Based on a book, The Curse of Capistrano, by Johnston McCulley this showed Zorro's origin (well, almost). We get from it that Don Diego Vega is interested in making shapes with handkerchiefs, and that Zorro protects natives and priests and uses a Z. When money is put on Zorro's head he must protect himself, the good people of California and win the love of Lolita Pulido.
This was Douglas Fairbank's first swashbuckling adventure that lead to many including The Three Musketeers, Robin Hood, The Thief of Bagdad and The Black Pirate and also led to a sequel, Don Q Son of Zorro. Although many might prefer the versions with Tyrone Power in 1940 and Frank Langella in 1974, they should just think about the 1920 version. Without the Curse of Capistrano or The Mark of Zorro with Douglas Fairbanks, we wouldn't have the Zorro we have today or the superheroes we have today. So when you watch X-Men or Spider-Man, just think that it all started with Zorro back in the late 1910s, early 1920s.

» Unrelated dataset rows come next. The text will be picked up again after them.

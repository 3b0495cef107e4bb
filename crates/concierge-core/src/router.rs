use protocol::{FlightOption, Place, WriteActionResult, WriteActionType};
use serde_json::Value;
use tracing::debug;

use crate::session::turn::TurnPatch;

/// How a known tool name merges into the in-flight turn.
#[derive(Debug, Clone, Copy, PartialEq, Eq)]
pub enum ToolKind {
    /// Search results merged as display payload.
    PlaceSearch,
    FlightSearch,
    /// Single-entity enrichment appended to the existing list.
    PlaceDetails,
    /// Side-effecting action normalized to a success/failure record.
    Write(WriteActionType),
}

/// Classify a tool by name. Unknown names return `None`; the router is
/// forward-compatible and never rejects a stream over a new tool.
pub fn classify(name: &str) -> Option<ToolKind> {
    match name {
        "searchPlaces" => Some(ToolKind::PlaceSearch),
        "searchFlights" => Some(ToolKind::FlightSearch),
        "getPlaceDetails" => Some(ToolKind::PlaceDetails),
        "createPoll" => Some(ToolKind::Write(WriteActionType::Poll)),
        "createTask" => Some(ToolKind::Write(WriteActionType::Task)),
        "createCalendarEvent" => Some(ToolKind::Write(WriteActionType::CalendarEvent)),
        "savePlace" => Some(ToolKind::Write(WriteActionType::SavedPlace)),
        "addLink" => Some(ToolKind::Write(WriteActionType::Link)),
        "addAgendaItem" => Some(ToolKind::Write(WriteActionType::AgendaItem)),
        _ => None,
    }
}

/// Which payload field holds the created entity, declared per action type.
/// The remote side returns a different field name for each action.
fn entity_field(action: WriteActionType) -> &'static str {
    match action {
        WriteActionType::Poll => "poll",
        WriteActionType::Task => "task",
        WriteActionType::CalendarEvent => "event",
        WriteActionType::SavedPlace => "place",
        WriteActionType::Link => "link",
        WriteActionType::AgendaItem => "agendaItem",
    }
}

fn action_noun(action: WriteActionType) -> &'static str {
    match action {
        WriteActionType::Poll => "poll",
        WriteActionType::Task => "task",
        WriteActionType::CalendarEvent => "calendar event",
        WriteActionType::SavedPlace => "saved place",
        WriteActionType::Link => "link",
        WriteActionType::AgendaItem => "agenda item",
    }
}

/// Turn a tool result into a merge patch for the in-flight turn.
/// Returns `None` for unrecognized names.
pub fn route(name: &str, payload: &Value) -> Option<TurnPatch> {
    let kind = classify(name)?;
    let mut patch = TurnPatch::default();
    match kind {
        ToolKind::PlaceSearch => {
            patch.places = parse_list(payload.get("places"));
        }
        ToolKind::FlightSearch => {
            patch.flights = parse_list(payload.get("flights"));
        }
        ToolKind::PlaceDetails => {
            // A detail result appends one enriched entry; it must not
            // erase an earlier search list.
            if let Some(place) = payload
                .get("place")
                .cloned()
                .and_then(|v| serde_json::from_value::<Place>(v).ok())
            {
                patch.places.push(place);
            }
        }
        ToolKind::Write(action) => {
            patch.actions.push(normalize_write(action, payload));
        }
    }
    if patch.is_empty() {
        debug!(name, "tool result carried no mergeable payload");
    }
    Some(patch)
}

fn parse_list<T: serde::de::DeserializeOwned>(value: Option<&Value>) -> Vec<T> {
    value
        .and_then(Value::as_array)
        .map(|items| {
            items
                .iter()
                .filter_map(|v| serde_json::from_value(v.clone()).ok())
                .collect()
        })
        .unwrap_or_default()
}

fn normalize_write(action: WriteActionType, payload: &Value) -> WriteActionResult {
    let success = payload
        .get("success")
        .and_then(Value::as_bool)
        .unwrap_or(true);
    let entity = payload.get(entity_field(action));
    let entity_id = entity
        .and_then(|e| e.get("id"))
        .and_then(value_as_id_string);
    let entity_name = entity.and_then(|e| {
        e.get("name")
            .or_else(|| e.get("title"))
            .and_then(Value::as_str)
            .map(str::to_string)
    });
    let message = payload
        .get("message")
        .and_then(Value::as_str)
        .map(str::to_string)
        .unwrap_or_else(|| {
            let noun = action_noun(action);
            if success {
                match &entity_name {
                    Some(n) => format!("Created {noun} \"{n}\""),
                    None => format!("Created {noun}"),
                }
            } else {
                format!("Couldn't create {noun}")
            }
        });
    WriteActionResult {
        action_type: action,
        success,
        message,
        entity_id,
        entity_name,
        scope: payload
            .get("scope")
            .and_then(Value::as_str)
            .map(str::to_string),
    }
}

fn value_as_id_string(v: &Value) -> Option<String> {
    match v {
        Value::String(s) => Some(s.clone()),
        Value::Number(n) => Some(n.to_string()),
        _ => None,
    }
}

Full of swashbuckling action, this may not have the new special effects, but the stunts are good enough to make a special effects filmmaker think twice about using it. Robert McKim is perfect as the evil Captain Ramon, George Periolat plays the scheming Governor Alvarado and Marguerite De La Motte plays Lolita Pulido. Another star is Noah Beery, who plays the athletic and dangerous Sergeant Pedro Gonzales, who joins forces with Zorro at the end.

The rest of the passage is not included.